Ausgleich der Klimawirkung von Dienstreisen
Berlin: (hib/SAS) Die Ausgaben des Bundes für die Kompensation klimaschädlicher Treibhausgasemissionen durch Dienstreisen und Dienstfahrten der Bundesregierung und der Bundesverwaltung sind zwischen 2020 und 2025 deutlich gesunken. Wie aus einer Antwort der Bundesregierung (21/5616(Dokument, öffnet ein neues Fenster)) auf eine Kleine Anfrage (21/5229(Dokument, öffnet ein neues Fenster)) der AfD-Fraktion hervorgeht, beliefen sich 2020 die Gesamtkosten für Kompensationsaufwendungen auf rund 2,14 Millionen Euro. 2022 stiegen sie auf rund 4,84 Millionen an. 2024 wurden 4,79 Millionen Euro dafür ausgegeben. Im vergangenen Jahr beliefen sich die Kosten nur noch auf 371.979 Euro. „Die Ausgaben im Haushaltsjahr 2025 waren niedrig, da nur wenige der angebotenen Gutschriften die Mindestanforderungen erfüllten und bezuschlagt werden konnten“, schreibt die Bundesregierung zur Erklärung.
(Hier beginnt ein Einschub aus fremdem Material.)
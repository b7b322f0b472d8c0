//! Script files on disk: metadata, loading and caching, and the approval-gated
//! run pipeline.

pub mod loader;
pub mod metadata;
pub mod runner;

pub use loader::{SCRIPT_EXTENSION, ScriptLoader};
pub use runner::ScriptRunner;

use serde::Serialize;
use std::collections::BTreeMap;
use std::path::PathBuf;

/// A parsed script file. Immutable once loaded; a reload replaces it wholesale.
#[derive(Debug, Clone, PartialEq, Eq, Serialize)]
pub struct Script {
    pub name: String,
    pub path: PathBuf,
    #[serde(skip)]
    pub source: String,
    pub description: String,
    pub metadata: BTreeMap<String, String>,
}

impl Script {
    pub fn new(name: impl Into<String>, path: impl Into<PathBuf>, source: impl Into<String>) -> Self {
        let source = source.into();
        let parsed = metadata::parse(&source);
        Self {
            name: name.into(),
            path: path.into(),
            source,
            description: parsed.description,
            metadata: parsed.entries,
        }
    }

    /// File name the approval gate is asked about.
    pub fn file_name(&self) -> String {
        format!("{}.{SCRIPT_EXTENSION}", self.name)
    }

    /// Secret names declared via `@secrets` or `@secret`, comma separated.
    pub fn required_secrets(&self) -> Vec<String> {
        ["secrets", "secret"]
            .iter()
            .filter_map(|key| self.metadata.get(*key))
            .flat_map(|list| list.split(','))
            .map(str::trim)
            .filter(|name| !name.is_empty())
            .map(str::to_string)
            .collect()
    }
}
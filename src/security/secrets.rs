use super::redact::Redactor;
use crate::sandbox::{ExecutionResult, Value};
use std::collections::HashMap;
use std::fmt;
use std::sync::{PoisonError, RwLock};
use zeroize::Zeroizing;

/// Name to value credential map shared by the sandbox and the redaction pass.
///
/// Values are zeroized on drop and never appear in `Debug` output; only names
/// can be enumerated.
#[derive(Default)]
pub struct SecretProvider {
    secrets: RwLock<HashMap<String, Zeroizing<String>>>,
}

impl fmt::Debug for SecretProvider {
    fn fmt(&self, f: &mut fmt::Formatter<'_>) -> fmt::Result {
        f.debug_struct("SecretProvider")
            .field("names", &self.names())
            .finish()
    }
}

impl SecretProvider {
    pub fn new() -> Self {
        Self::default()
    }

    pub fn from_map(secrets: HashMap<String, String>) -> Self {
        let provider = Self::new();
        provider.replace(secrets);
        provider
    }

    pub fn set(&self, name: impl Into<String>, value: impl Into<String>) {
        self.secrets
            .write()
            .unwrap_or_else(PoisonError::into_inner)
            .insert(name.into(), Zeroizing::new(value.into()));
    }

    pub fn get(&self, name: &str) -> Option<String> {
        self.secrets
            .read()
            .unwrap_or_else(PoisonError::into_inner)
            .get(name)
            .map(|value| value.as_str().to_string())
    }

    /// Sorted secret names.
    pub fn names(&self) -> Vec<String> {
        let mut names: Vec<String> = self
            .secrets
            .read()
            .unwrap_or_else(PoisonError::into_inner)
            .keys()
            .cloned()
            .collect();
        names.sort();
        names
    }

    /// Swap the whole set atomically.
    pub fn replace(&self, secrets: HashMap<String, String>) {
        let next: HashMap<String, Zeroizing<String>> = secrets
            .into_iter()
            .map(|(name, value)| (name, Zeroizing::new(value)))
            .collect();
        *self.secrets.write().unwrap_or_else(PoisonError::into_inner) = next;
    }

    pub fn len(&self) -> usize {
        self.secrets
            .read()
            .unwrap_or_else(PoisonError::into_inner)
            .len()
    }

    pub fn is_empty(&self) -> bool {
        self.len() == 0
    }

    fn with_redactor<R>(&self, f: impl FnOnce(&Redactor<'_>) -> R) -> R {
        let guard = self.secrets.read().unwrap_or_else(PoisonError::into_inner);
        let redactor = Redactor::new(
            guard
                .iter()
                .map(|(name, value)| (name.as_str(), value.as_str())),
        );
        f(&redactor)
    }

    /// Redact every secret value from `result`'s value tree and error string.
    pub fn sanitize_result(&self, result: ExecutionResult) -> ExecutionResult {
        self.with_redactor(|redactor| ExecutionResult {
            value: result.value.map(|value| redactor.value(value)),
            error: result
                .error
                .map(|error| redactor.text(&error).into_owned()),
            duration: result.duration,
        })
    }

    pub fn sanitize_value(&self, value: Value) -> Value {
        self.with_redactor(|redactor| redactor.value(value))
    }

    pub fn sanitize_text(&self, text: &str) -> String {
        self.with_redactor(|redactor| redactor.text(text).into_owned())
    }
}

#[cfg(test)]
#[path = "secrets_tests.rs"]
mod tests;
Mit dieser Summe wurden 2025 demnach 27.554 Tonnen Kohlendioxid (CO2) kompensiert. 2024 belief sich die ausgeglichene CO2-Menge auf 185.476 Tonnen, 2022 auf 189.000 Tonnen. 2020 wurden 438.637 Tonnen CO2 kompensiert.
Die AfD hatte sich in ihrer Anfrage nach Kontrolle und Nachvollziehbarkeit von CO2-Kompensationsmaßnahmen am Beispiel der Förderung energiesparender Kochöfen durch die atmosfair gGmbH erkundigt.